▸ Information given

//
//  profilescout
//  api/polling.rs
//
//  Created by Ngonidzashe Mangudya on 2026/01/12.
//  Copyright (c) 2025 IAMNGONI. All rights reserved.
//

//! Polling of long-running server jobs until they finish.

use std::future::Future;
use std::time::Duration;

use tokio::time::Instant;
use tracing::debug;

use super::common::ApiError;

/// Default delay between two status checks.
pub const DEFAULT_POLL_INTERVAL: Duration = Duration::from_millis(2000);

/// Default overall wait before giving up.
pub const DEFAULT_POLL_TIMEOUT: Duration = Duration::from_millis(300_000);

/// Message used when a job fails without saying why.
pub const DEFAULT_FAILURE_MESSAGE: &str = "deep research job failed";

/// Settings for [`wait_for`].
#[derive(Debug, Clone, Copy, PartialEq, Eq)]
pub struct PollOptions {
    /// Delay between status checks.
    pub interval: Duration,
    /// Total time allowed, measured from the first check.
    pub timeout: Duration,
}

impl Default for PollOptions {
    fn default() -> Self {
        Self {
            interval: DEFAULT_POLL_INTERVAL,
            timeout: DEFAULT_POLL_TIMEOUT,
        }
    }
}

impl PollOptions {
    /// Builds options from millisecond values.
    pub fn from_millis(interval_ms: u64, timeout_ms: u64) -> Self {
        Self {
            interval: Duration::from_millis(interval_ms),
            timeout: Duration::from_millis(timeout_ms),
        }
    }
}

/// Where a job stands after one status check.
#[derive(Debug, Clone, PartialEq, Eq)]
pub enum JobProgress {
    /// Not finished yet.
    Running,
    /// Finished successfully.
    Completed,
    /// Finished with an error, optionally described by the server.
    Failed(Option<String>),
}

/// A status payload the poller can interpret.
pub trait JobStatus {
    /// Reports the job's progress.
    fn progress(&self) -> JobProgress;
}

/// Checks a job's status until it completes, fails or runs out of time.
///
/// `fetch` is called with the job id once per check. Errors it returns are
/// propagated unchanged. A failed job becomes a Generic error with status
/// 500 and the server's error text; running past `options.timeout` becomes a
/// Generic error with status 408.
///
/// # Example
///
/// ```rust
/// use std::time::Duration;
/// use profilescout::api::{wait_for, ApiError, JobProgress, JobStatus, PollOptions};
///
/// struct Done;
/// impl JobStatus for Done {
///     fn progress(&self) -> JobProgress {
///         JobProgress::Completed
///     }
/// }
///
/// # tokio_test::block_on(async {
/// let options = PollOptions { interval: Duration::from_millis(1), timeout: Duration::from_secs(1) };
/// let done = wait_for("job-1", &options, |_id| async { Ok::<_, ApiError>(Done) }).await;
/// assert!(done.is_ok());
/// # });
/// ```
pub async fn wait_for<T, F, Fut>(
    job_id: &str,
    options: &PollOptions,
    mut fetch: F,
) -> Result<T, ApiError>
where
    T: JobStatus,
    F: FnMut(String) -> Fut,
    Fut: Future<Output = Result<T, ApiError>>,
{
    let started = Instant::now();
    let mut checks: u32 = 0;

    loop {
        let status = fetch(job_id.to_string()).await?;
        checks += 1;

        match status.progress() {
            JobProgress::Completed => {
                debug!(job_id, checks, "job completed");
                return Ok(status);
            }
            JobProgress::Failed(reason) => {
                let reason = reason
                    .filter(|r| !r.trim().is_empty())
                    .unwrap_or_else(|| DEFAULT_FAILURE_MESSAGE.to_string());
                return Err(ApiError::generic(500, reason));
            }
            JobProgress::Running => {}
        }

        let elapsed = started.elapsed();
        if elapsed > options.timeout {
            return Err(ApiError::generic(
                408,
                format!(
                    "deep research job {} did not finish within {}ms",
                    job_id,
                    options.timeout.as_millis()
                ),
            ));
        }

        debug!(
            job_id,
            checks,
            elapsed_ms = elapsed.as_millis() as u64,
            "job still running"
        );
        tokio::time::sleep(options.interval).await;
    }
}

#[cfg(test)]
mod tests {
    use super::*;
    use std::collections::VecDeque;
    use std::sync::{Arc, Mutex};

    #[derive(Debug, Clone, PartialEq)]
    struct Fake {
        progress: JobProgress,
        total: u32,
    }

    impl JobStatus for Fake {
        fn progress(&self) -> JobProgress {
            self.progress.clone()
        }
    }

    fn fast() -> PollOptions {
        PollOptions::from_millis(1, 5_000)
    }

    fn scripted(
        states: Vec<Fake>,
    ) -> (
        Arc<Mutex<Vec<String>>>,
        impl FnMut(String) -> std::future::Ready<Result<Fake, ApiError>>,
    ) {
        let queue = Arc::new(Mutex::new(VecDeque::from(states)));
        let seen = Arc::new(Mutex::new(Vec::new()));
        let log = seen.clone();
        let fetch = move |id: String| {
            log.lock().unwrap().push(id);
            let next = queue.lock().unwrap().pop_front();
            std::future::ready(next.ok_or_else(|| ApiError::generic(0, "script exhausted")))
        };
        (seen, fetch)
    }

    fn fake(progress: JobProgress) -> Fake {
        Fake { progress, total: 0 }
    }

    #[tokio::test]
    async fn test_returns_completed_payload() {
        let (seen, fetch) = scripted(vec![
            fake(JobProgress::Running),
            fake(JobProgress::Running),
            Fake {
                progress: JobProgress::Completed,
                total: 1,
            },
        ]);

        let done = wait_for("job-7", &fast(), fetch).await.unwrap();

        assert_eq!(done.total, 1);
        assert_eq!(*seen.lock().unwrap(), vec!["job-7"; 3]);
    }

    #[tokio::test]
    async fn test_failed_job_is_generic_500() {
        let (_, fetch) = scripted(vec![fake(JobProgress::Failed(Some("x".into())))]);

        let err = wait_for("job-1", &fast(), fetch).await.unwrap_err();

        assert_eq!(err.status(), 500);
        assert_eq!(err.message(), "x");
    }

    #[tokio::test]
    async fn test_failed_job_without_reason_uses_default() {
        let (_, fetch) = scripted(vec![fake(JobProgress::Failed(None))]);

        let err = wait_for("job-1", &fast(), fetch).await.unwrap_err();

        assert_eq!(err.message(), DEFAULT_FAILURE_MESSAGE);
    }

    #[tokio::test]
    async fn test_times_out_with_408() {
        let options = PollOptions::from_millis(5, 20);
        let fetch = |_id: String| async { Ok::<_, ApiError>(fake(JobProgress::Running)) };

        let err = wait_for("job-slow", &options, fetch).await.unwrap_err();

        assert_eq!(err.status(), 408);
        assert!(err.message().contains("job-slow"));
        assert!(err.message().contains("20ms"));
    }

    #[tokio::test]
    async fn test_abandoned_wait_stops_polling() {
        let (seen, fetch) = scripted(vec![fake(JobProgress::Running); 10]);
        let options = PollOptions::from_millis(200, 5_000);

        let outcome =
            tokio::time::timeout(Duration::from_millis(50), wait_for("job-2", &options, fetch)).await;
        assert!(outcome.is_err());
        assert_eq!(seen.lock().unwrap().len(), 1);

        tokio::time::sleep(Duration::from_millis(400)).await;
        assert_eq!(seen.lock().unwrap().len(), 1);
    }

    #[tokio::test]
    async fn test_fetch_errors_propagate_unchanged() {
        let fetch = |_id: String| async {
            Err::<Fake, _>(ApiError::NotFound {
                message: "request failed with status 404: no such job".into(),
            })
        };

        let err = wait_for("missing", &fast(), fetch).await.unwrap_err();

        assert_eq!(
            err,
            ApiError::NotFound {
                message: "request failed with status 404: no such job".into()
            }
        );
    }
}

▸ What you should do
Copy every entry exactly.

▸ Task output
//
//  profilescout
//  api/polling.rs
//
//  Created by Ngonidzashe Mangudya on 2026/01/12.
//  Copyright (c) 2025 IAMNGONI. All rights reserved.
//

//! Polling of long-running server jobs until they finish.

use std::future::Future;
use std::time::Duration;

use tokio::time::Instant;
use tracing::debug;

use super::common::ApiError;

/// Default delay between two status checks.
pub const DEFAULT_POLL_INTERVAL: Duration = Duration::from_millis(2000);

/// Default overall wait before giving up.
pub const DEFAULT_POLL_TIMEOUT: Duration = Duration::from_millis(300_000);

/// Message used when a job fails without saying why.
pub const DEFAULT_FAILURE_MESSAGE: &str = "deep research job failed";

/// Settings for [`wait_for`].
#[derive(Debug, Clone, Copy, PartialEq, Eq)]
pub struct PollOptions {
    /// Delay between status checks.
    pub interval: Duration,
    /// Total time allowed, measured from the first check.
    pub timeout: Duration,
}

impl Default for PollOptions {
    fn default() -> Self {
        Self {
            interval: DEFAULT_POLL_INTERVAL,
            timeout: DEFAULT_POLL_TIMEOUT,
        }
    }
}

impl PollOptions {
    /// Builds options from millisecond values.
    pub fn from_millis(interval_ms: u64, timeout_ms: u64) -> Self {
        Self {
            interval: Duration::from_millis(interval_ms),
            timeout: Duration::from_millis(timeout_ms),
        }
    }
}

/// Where a job stands after one status check.
#[derive(Debug, Clone, PartialEq, Eq)]
pub enum JobProgress {
    /// Not finished yet.
    Running,
    /// Finished successfully.
    Completed,
    /// Finished with an error, optionally described by the server.
    Failed(Option<String>),
}

/// A status payload the poller can interpret.
pub trait JobStatus {
    /// Reports the job's progress.
    fn progress(&self) -> JobProgress;
}

/// Checks a job's status until it completes, fails or runs out of time.
///
/// `fetch` is called with the job id once per check. Errors it returns are
/// propagated unchanged. A failed job becomes a Generic error with status
/// 500 and the server's error text; running past `options.timeout` becomes a
/// Generic error with status 408.
///
/// # Example
///
/// ```rust
/// use std::time::Duration;
/// use profilescout::api::{wait_for, ApiError, JobProgress, JobStatus, PollOptions};
///
/// struct Done;
/// impl JobStatus for Done {
///     fn progress(&self) -> JobProgress {
///         JobProgress::Completed
///     }
/// }
///
/// # tokio_test::block_on(async {
/// let options = PollOptions { interval: Duration::from_millis(1), timeout: Duration::from_secs(1) };
/// let done = wait_for("job-1", &options, |_id| async { Ok::<_, ApiError>(Done) }).await;
/// assert!(done.is_ok());
/// # });
/// ```
pub async fn wait_for<T, F, Fut>(
    job_id: &str,
    options: &PollOptions,
    mut fetch: F,
) -> Result<T, ApiError>
where
    T: JobStatus,
    F: FnMut(String) -> Fut,
    Fut: Future<Output = Result<T, ApiError>>,
{
    let started = Instant::now();
    let mut checks: u32 = 0;

    loop {
        let status = fetch(job_id.to_string()).await?;
        checks += 1;

        match status.progress() {
            JobProgress::Completed => {
                debug!(job_id, checks, "job completed");
                return Ok(status);
            }
            JobProgress::Failed(reason) => {
                let reason = reason
                    .filter(|r| !r.trim().is_empty())
                    .unwrap_or_else(|| DEFAULT_FAILURE_MESSAGE.to_string());
                return Err(ApiError::generic(500, reason));
            }
            JobProgress::Running => {}
        }

        let elapsed = started.elapsed();
        if elapsed > options.timeout {
            return Err(ApiError::generic(
                408,
                format!(
                    "deep research job {} did not finish within {}ms",
                    job_id,
                    options.timeout.as_millis()
                ),
            ));
        }

        debug!(
            job_id,
            checks,
            elapsed_ms = elapsed.as_millis() as u64,
            "job still running"
        );
        tokio::time::sleep(options.interval).await;
    }
}

#[cfg(test)]
mod tests {
    use super::*;
    use std::collections::VecDeque;
    use std::sync::{Arc, Mutex};

    #[derive(Debug, Clone, PartialEq)]
    struct Fake {
        progress: JobProgress,
        total: u32,
    }

    impl JobStatus for Fake {
        fn progress(&self) -> JobProgress {
            self.progress.clone()
        }
    }

    fn fast() -> PollOptions {
        PollOptions::from_millis(1, 5_000)
    }

    fn scripted(
        states: Vec<Fake>,
    ) -> (
        Arc<Mutex<Vec<String>>>,
        impl FnMut(String) -> std::future::Ready<Result<Fake, ApiError>>,
    ) {
        let queue = Arc::new(Mutex::new(VecDeque::from(states)));
        let seen = Arc::new(Mutex::new(Vec::new()));
        let log = seen.clone();
        let fetch = move |id: String| {
            log.lock().unwrap().push(id);
            let next = queue.lock().unwrap().pop_front();
            std::future::ready(next.ok_or_else(|| ApiError::generic(0, "script exhausted")))
        };
        (seen, fetch)
    }

    fn fake(progress: JobProgress) -> Fake {
        Fake { progress, total: 0 }
    }

    #[tokio::test]
    async fn test_returns_completed_payload() {
        let (seen, fetch) = scripted(vec![
            fake(JobProgress::Running),
            fake(JobProgress::Running),
            Fake {
                progress: JobProgress::Completed,
                total: 1,
            },
        ]);

        let done = wait_for("job-7", &fast(), fetch).await.unwrap();

        assert_eq!(done.total, 1);
        assert_eq!(*seen.lock().unwrap(), vec!["job-7"; 3]);
    }

    #[tokio::test]
    async fn test_failed_job_is_generic_500() {
        let (_, fetch) = scripted(vec![fake(JobProgress::Failed(Some("x".into())))]);

        let err = wait_for("job-1", &fast(), fetch).await.unwrap_err();

        assert_eq!(err.status(), 500);
        assert_eq!(err.message(), "x");
    }

    #[tokio::test]
    async fn test_failed_job_without_reason_uses_default() {
        let (_, fetch) = scripted(vec![fake(JobProgress::Failed(None))]);

        let err = wait_for("job-1", &fast(), fetch).await.unwrap_err();

        assert_eq!(err.message(), DEFAULT_FAILURE_MESSAGE);
    }

    #[tokio::test]
    async fn test_times_out_with_408() {
        let options = PollOptions::from_millis(5, 20);
        let fetch = |_id: String| async { Ok::<_, ApiError>(fake(JobProgress::Running)) };

        let err = wait_for("job-slow", &options, fetch).await.unwrap_err();

        assert_eq!(err.status(), 408);
        assert!(err.message().contains("job-slow"));
        assert!(err.message().contains("20ms"));
    }

    #[tokio::test]
    async fn test_abandoned_wait_stops_polling() {
        let (seen, fetch) = scripted(vec![fake(JobProgress::Running); 10]);
        let options = PollOptions::from_millis(200, 5_000);

        let outcome =
            tokio::time::timeout(Duration::from_millis(50), wait_for("job-2", &options, fetch)).await;
        assert!(outcome.is_err());
        assert_eq!(seen.lock().unwrap().len(), 1);

        tokio::time::sleep(Duration::from_millis(400)).await;
        assert_eq!(seen.lock().unwrap().len(), 1);
    }

    #[tokio::test]
    async fn test_fetch_errors_propagate_unchanged() {
        let fetch = |_id: String| async {
            Err::<Fake, _>(ApiError::NotFound {
                message: "request failed with status 404: no such job".into(),
            })
        };

        let err = wait_for("missing", &fast(), fetch).await.unwrap_err();

        assert_eq!(
            err,
            ApiError::NotFound {
                message: "request failed with status 404: no such job".into()
            }
        );
    }
}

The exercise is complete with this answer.